I think about that bruise underneath Dianne’s eye, her arms red like tenderized meat. My husband, Earl. He’s got a temper.

“I couldn’t understand why she didn’t just leave,” he says. “Just take us and go. But she never did. So we learned to navigate it, I guess. Sophie and I. We just kept our distance, tiptoed around it. But then one day, I came home from school—”

He looks like he’s in physical pain, like he’s trying to swallow a rock. He squeezes his eyes tight, looks up at me.

“He beat the shit out of her, Chloe. His own daughter. And that’s not even the worst of it. My mom didn’t stop him.”

I let myself imagine it: a young Daniel, seventeen years old, listening to those familiar wails float through the front door as he makes his way home, backpack slung over his shoulder. Walking inside, living room filled with smoke. But instead of the usual scene, he sees his mother hovered over the kitchen sink, attempting to let the sound of the running water drown out the noise.

“God, I tried to get her to do something. To stand up to him. But she just let it happen. Better Sophie than her, I guess. I honestly think she was relieved.”

I picture him running down that hallway, barreling through piles of trash and the mangy cat and the cigarette butts discarded on the carpet. Pounding on a locked door, his screams falling on deaf ears. Running into the kitchen, shaking his mother’s arm. DO SOMETHING. I imagine the same sense of panic I had felt when I stumbled into my parents’ bedroom, my mother’s almost-lifeless body crumpled into a heap in the closet, as if she were nothing more than dirty clothes that had spilled over the side of the hamper. Cooper, staring. Doing nothing. The realization that we were on our own.
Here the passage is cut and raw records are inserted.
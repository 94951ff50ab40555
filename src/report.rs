//! Persisted summary of a build
//!
//! One [`BuildReport`] is produced per generation, whatever its outcome, and
//! written as `build-report.json` in the output root. `doc_files_hash` is the
//! generation-level change signature over every logical path.

use std::fs;
use std::path::{Path, PathBuf};

use serde::{Deserialize, Serialize};

use crate::config::REPORT_FILE;
use crate::error::{Result, StageError, StageErrorKind};
use crate::hash::ChangeSignature;

/// Terminal classification of a build
#[derive(Debug, Clone, Copy, PartialEq, Eq, Serialize, Deserialize)]
#[serde(rename_all = "kebab-case")]
pub enum BuildStatus {
    Success,
    Failed,
    Canceled,
}

impl From<Option<&StageError>> for BuildStatus {
    fn from(terminal: Option<&StageError>) -> Self {
        match terminal.map(|err| err.kind) {
            None | Some(StageErrorKind::Warn) => BuildStatus::Success,
            Some(StageErrorKind::Fatal) => BuildStatus::Failed,
            Some(StageErrorKind::Canceled) => BuildStatus::Canceled,
        }
    }
}

/// What happened to one stage
#[derive(Debug, Clone, Copy, PartialEq, Eq, Serialize, Deserialize)]
#[serde(rename_all = "kebab-case")]
pub enum StageStatus {
    Completed,
    Warned,
    Failed,
    Canceled,
    /// Not run because an earlier stage halted the pipeline
    Skipped,
}

#[derive(Debug, Clone, PartialEq, Eq, Serialize, Deserialize)]
pub struct StageRecord {
    pub name: String,
    pub status: StageStatus,
    #[serde(default, skip_serializing_if = "Option::is_none")]
    pub message: Option<String>,
}

impl StageRecord {
    pub fn new(name: &str, status: StageStatus) -> Self {
        Self {
            name: name.to_string(),
            status,
            message: None,
        }
    }

    pub fn with_error(name: &str, status: StageStatus, error: &StageError) -> Self {
        Self {
            name: name.to_string(),
            status,
            message: Some(error.cause.to_string()),
        }
    }
}

/// Per-repository summary
#[derive(Debug, Clone, PartialEq, Eq, Serialize, Deserialize)]
pub struct RepositoryReport {
    pub id: String,
    pub documents: usize,
    pub hash: ChangeSignature,
    /// Stored hash from the previous run matched
    pub unchanged: bool,
}

#[derive(Debug, Clone, PartialEq, Eq, Serialize, Deserialize)]
pub struct BuildReport {
    pub status: BuildStatus,
    #[serde(default, skip_serializing_if = "Option::is_none")]
    pub error: Option<String>,
    #[serde(default, skip_serializing_if = "Option::is_none")]
    pub doc_files_hash: Option<ChangeSignature>,
    pub documents: usize,
    pub first_generation: bool,
    pub changed: bool,
    pub rendered: bool,
    pub repositories: Vec<RepositoryReport>,
    pub stages: Vec<StageRecord>,
    pub warnings: Vec<String>,
    pub duration_ms: u64,
}

impl BuildReport {
    /// Location of the report inside `output_root`.
    pub fn path_in(output_root: &Path) -> PathBuf {
        output_root.join(REPORT_FILE)
    }

    pub fn write(&self, output_root: &Path) -> Result<PathBuf> {
        fs::create_dir_all(output_root)?;
        let path = Self::path_in(output_root);
        fs::write(&path, serde_json::to_string_pretty(self)?)?;
        Ok(path)
    }

    pub fn read(output_root: &Path) -> Result<Self> {
        let content = fs::read_to_string(Self::path_in(output_root))?;
        Ok(serde_json::from_str(&content)?)
    }

    pub fn is_success(&self) -> bool {
        self.status == BuildStatus::Success
    }
}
“And that’s when I knew she had to go. If I didn’t get her out of there, she would never leave. She would turn into my mother, or worse. She would turn up dead.”
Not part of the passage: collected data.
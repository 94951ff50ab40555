//! Stage 5: Assemble Pages
//!
//! Builds one [`Page`] per document: existing front matter plus a derived
//! title form the base, every transformer contributes patches, and the merge
//! engine reconciles them. The result is written back into the record's
//! `transformed_content`.
//!
//! A document whose front matter cannot be parsed is still assembled, from an
//! empty prior mapping; all such documents are reported together as one
//! warning.

use log::{debug, info};
use serde_yaml::Mapping;

use super::{BuildState, Stage, StageResult};
use crate::cancel::CancellationToken;
use crate::error::{Error, StageError};
use crate::frontmatter::{base_metadata, parse_front_matter, split_front_matter, Page};

pub struct AssemblePagesStage;

impl Stage for AssemblePagesStage {
    fn name(&self) -> &'static str {
        "assemble-pages"
    }

    fn run(&self, cancel: &CancellationToken, state: &mut BuildState) -> StageResult {
        let transformers = state.collaborators.transformers.clone();
        let mut pages = Vec::with_capacity(state.documents.len());
        let mut invalid = Vec::new();

        for index in 0..state.documents.len() {
            cancel.check()?;

            let record = &state.documents.records()[index];
            let content = String::from_utf8_lossy(&record.raw_content).into_owned();
            let (prior, body) = match parse_front_matter(&record.logical_path, &content) {
                Ok(parsed) => parsed,
                Err(err) => {
                    debug!("{}", err);
                    invalid.push(record.logical_path.clone());
                    let body = split_front_matter(&content)?.1;
                    (Mapping::new(), body)
                }
            };

            let base = base_metadata(record, prior, body);
            let mut page = Page::new(
                record.logical_path.clone(),
                record.repository.clone(),
                base,
                body,
            );
            let repository = state.config.repository(&record.repository);
            for transformer in transformers.iter() {
                for patch in transformer.patches(record, repository) {
                    page.add_patch(patch);
                }
            }
            page.merge();
            let rendered = page.render()?;

            state.documents.records_mut()[index].transformed_content = rendered.into_bytes();
            pages.push(page);
        }

        info!("Assembled {} pages", pages.len());
        state.pages = pages;

        if invalid.is_empty() {
            Ok(())
        } else {
            Err(StageError::warn(Error::FrontMatter {
                path: invalid.join(", "),
                message: format!(
                    "{} document(s) have invalid front matter and were assembled without it",
                    invalid.len()
                ),
            }))
        }
    }
}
I let myself take a step in his direction—a single step. He doesn’t seem to notice; he’s lost in the memory now, letting it spill freely. Roles reversed.

“I heard about your father down in Breaux Bridge, and that’s where I got the idea. The inspiration. To make her disappear.”
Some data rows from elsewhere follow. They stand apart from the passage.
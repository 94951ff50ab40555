//! Discovered documentation files and the per-generation document set

use std::collections::{BTreeMap, BTreeSet};

use crate::hash::{compute_signature, ChangeSignature};

/// One discovered documentation file
#[derive(Debug, Clone, PartialEq, Eq)]
pub struct DocumentRecord {
    /// Repository identity (canonical URL or checkout path)
    pub repository: String,
    /// Human-readable repository name, used as the path prefix in multi-repository builds
    pub repository_name: String,
    /// Path relative to the docs directory it was found in, `/`-separated
    pub relative_path: String,
    /// Docs directory (relative to the checkout) the file was found in
    pub docs_dir: String,
    /// Destination path in the generated site
    pub logical_path: String,
    /// File content as read from disk
    pub raw_content: Vec<u8>,
    /// Content after page assembly; empty until the assemble stage runs
    pub transformed_content: Vec<u8>,
}

impl DocumentRecord {
    pub fn new(
        repository: impl Into<String>,
        repository_name: impl Into<String>,
        relative_path: impl Into<String>,
        raw_content: Vec<u8>,
    ) -> Self {
        let relative_path = normalize_path(&relative_path.into());
        Self {
            repository: repository.into(),
            repository_name: repository_name.into(),
            logical_path: relative_path.clone(),
            relative_path,
            docs_dir: String::new(),
            raw_content,
            transformed_content: Vec::new(),
        }
    }

    /// Set the docs directory this record was discovered under.
    pub fn with_docs_dir(mut self, docs_dir: impl Into<String>) -> Self {
        self.docs_dir = normalize_path(&docs_dir.into());
        self
    }

    /// Path of the file inside its repository checkout.
    pub fn repository_path(&self) -> String {
        if self.docs_dir.is_empty() {
            self.relative_path.clone()
        } else {
            format!("{}/{}", self.docs_dir, self.relative_path)
        }
    }

    /// File name without directories or extension.
    pub fn stem(&self) -> &str {
        let name = self
            .relative_path
            .rsplit('/')
            .next()
            .unwrap_or(&self.relative_path);
        match name.rfind('.') {
            Some(idx) if idx > 0 => &name[..idx],
            _ => name,
        }
    }
}

/// Derive the logical path for a record.
pub fn derive_logical_path(record: &DocumentRecord, single_repository: bool) -> String {
    if single_repository {
        record.relative_path.clone()
    } else {
        format!("{}/{}", record.repository_name, record.relative_path)
    }
}

fn normalize_path(path: &str) -> String {
    path.replace('\\', "/")
        .split('/')
        .filter(|segment| !segment.is_empty() && *segment != ".")
        .collect::<Vec<_>>()
        .join("/")
}

/// All documents discovered in one generation
#[derive(Debug, Clone, Default, PartialEq, Eq)]
pub struct DocumentSet {
    records: Vec<DocumentRecord>,
    single_repository: bool,
}

impl DocumentSet {
    /// Build a set from freshly discovered records, deriving logical paths.
    pub fn new(mut records: Vec<DocumentRecord>) -> Self {
        let single_repository = count_repositories(&records) == 1;
        for record in &mut records {
            record.logical_path = derive_logical_path(record, single_repository);
        }
        Self {
            records,
            single_repository,
        }
    }

    /// Rebuild a set from `(repository, logical path)` pairs persisted by an
    /// earlier run. Only paths are known; contents are empty.
    pub fn from_tracked<I, R, P>(entries: I) -> Self
    where
        I: IntoIterator<Item = (R, P)>,
        R: Into<String>,
        P: Into<String>,
    {
        let records: Vec<DocumentRecord> = entries
            .into_iter()
            .map(|(repository, path)| {
                let repository = repository.into();
                let path = path.into();
                DocumentRecord {
                    repository_name: repository.clone(),
                    repository,
                    relative_path: path.clone(),
                    docs_dir: String::new(),
                    logical_path: path,
                    raw_content: Vec::new(),
                    transformed_content: Vec::new(),
                }
            })
            .collect();
        let single_repository = count_repositories(&records) == 1;
        Self {
            records,
            single_repository,
        }
    }

    pub fn is_single_repository(&self) -> bool {
        self.single_repository
    }

    pub fn len(&self) -> usize {
        self.records.len()
    }

    pub fn is_empty(&self) -> bool {
        self.records.is_empty()
    }

    pub fn records(&self) -> &[DocumentRecord] {
        &self.records
    }

    pub fn records_mut(&mut self) -> &mut [DocumentRecord] {
        &mut self.records
    }

    /// Logical paths in record order.
    pub fn logical_paths(&self) -> Vec<&str> {
        self.records.iter().map(|r| r.logical_path.as_str()).collect()
    }

    /// Logical paths as a set, for comparisons.
    pub fn path_set(&self) -> BTreeSet<&str> {
        self.records.iter().map(|r| r.logical_path.as_str()).collect()
    }

    /// Records grouped by repository identity, in identity order.
    pub fn by_repository(&self) -> BTreeMap<&str, Vec<&DocumentRecord>> {
        let mut grouped: BTreeMap<&str, Vec<&DocumentRecord>> = BTreeMap::new();
        for record in &self.records {
            grouped
                .entry(record.repository.as_str())
                .or_default()
                .push(record);
        }
        grouped
    }

    /// Signature over every logical path in the set (the build's `DocFilesHash`).
    pub fn signature(&self) -> ChangeSignature {
        compute_signature(self.logical_paths())
    }
}

fn count_repositories(records: &[DocumentRecord]) -> usize {
    records
        .iter()
        .map(|r| r.repository.as_str())
        .collect::<BTreeSet<_>>()
        .len()
}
That article pushed into his bookshelf, my father’s mug shot.





RICHARD DAVIS NAMED AS BREAUX BRIDGE SERIAL KILLER, BODIES STILL UNFOUND.


“She went to a friend’s house after school and never came home. My parents didn’t even realize she was gone until the following night. Twenty-four hours missing … nothing.” He waves his hand, makes a poof motion. “I kept waiting for them to say something. I just kept sitting there, waiting for them to notice. To call the police, something. But they never did. She was only thirteen.” He shakes his head in disbelief. “Her friend’s mom called the next day, the friend whose house she had been at—I guess she left her textbook there, she knew she wouldn’t need it anymore—and that’s when they realized it. Someone else’s parent noticed before they did. By then, everyone just assumed the same thing happened to her as all those other girls. That she was taken.”

I imagine Sophie on that dingy television, the kitchen counter kind they had plopped on top of a portable table in the living room. That same school picture, her only picture, flashing onto the screen. Dianne watching as Daniel smiled quietly in the corner, knowing the truth.

“Then where is she?” I ask. “If she’s still alive—”

“Hattiesburg, Mississippi.” He says it with an exaggerated twang, like a misplaced commuter reading it off a map. “Little brick house, green shutters. I stop by and see her when I can, when I’m driving.”

I close my eyes. I recognize that town from one of his receipts. Hattiesburg, Mississippi. A diner called Ricky’s. Chicken Caesar salad and a cheeseburger, medium well. Two glasses of wine. Twenty percent tip.

“She’s fine, Chloe. She’s alive. She’s safe. That’s all I ever wanted.”

It’s starting to make sense now, but not in the way I had expected it to. I’m still not sure if I can believe him, fully. Because there’s still so much that has yet to be explained.

“Why didn’t you tell me?”

“I wanted to.” I try to ignore the begging in his voice, the little quiver that makes it sound like he might cry. “You have no idea how many times I almost just came out and said it.”